Title: Preparation of a powdered skim milk additive

Description:
This is a continuation of Ser. No. 650,252, filed Jan. 19, 1976, and abandoned after the filing of this application. 
    
    
     INTRODUCTION 
     The invention of which the present disclosure is offered for public dissemination in the event adequate patent protection is available relates to the highly specialized field of heat-modified nonfat milk modifier-powders meeting the very severe requirements of being suitable for adding to skim milk or lowfat milk for improving their body, taste and eye appeal. It has been common practice for years to make skim milk feel, taste and look more like whole milk by adding to it a small percentage of lowfat milk powder. 

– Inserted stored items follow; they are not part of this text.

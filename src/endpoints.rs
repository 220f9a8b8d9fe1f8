//! Typed endpoints of the remote vector API.

use serde_json::Value;
use std::sync::Arc;
use tracing::info;

use crate::error::TransportError;
use crate::models::{QueryRequest, Upsert};
use crate::transport::Transport;

/// `POST upserts`: create or replace items by id in a collection's index.
#[derive(Clone)]
pub struct Upserts {
    transport: Arc<Transport>,
}

impl Upserts {
    pub const PATH: &'static str = "upserts";

    pub fn new(transport: Arc<Transport>) -> Self {
        Self { transport }
    }

    /// Submit one chunk. `Ok(false)` when the API rejected it.
    pub async fn create(&self, upsert: &Upsert) -> Result<bool, TransportError> {
        let response = self.transport.post(Self::PATH, upsert).await?;
        if response.is_some() {
            info!(collection = %upsert.collection.slug, items = upsert.len(), "chunk upserted");
        }
        Ok(response.is_some())
    }
}

/// `POST query`: semantic search over indexed items.
#[derive(Clone)]
pub struct Queries {
    transport: Arc<Transport>,
}

impl Queries {
    pub const PATH: &'static str = "query";

    pub fn new(transport: Arc<Transport>) -> Self {
        Self { transport }
    }

    /// The decoded response body, or `None` when the API rejected the query.
    pub async fn send(&self, query: &QueryRequest) -> Result<Option<Value>, TransportError> {
        self.transport.post(Self::PATH, query).await
    }
}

     For many years, the recommended percentage of such modifiers to be added was 0.5 to 2.0 percent. More recently, improved heat treatment of the milk prior to spray-drying it to produce the powder has increased its effectiveness to the extent that the recommended usage has dropped to 0.4 and even to 0.3 percent. Heat treatment to increase the effectiveness of the powder had been thought to have reached the ultimate commercially attainable. In fact, further heat treatment, inadvertently achieved, had been known to make the product unsuitable for this very demanding intended use. Hence, the recent processes for treating the nonfat milk to be powder-dried to provide the modifier required great care to avoid the excessive heat known to have deleterious effects. Part of the care involved occasional shutdown of the equipment for thorough cleaning, perhaps every eight hours.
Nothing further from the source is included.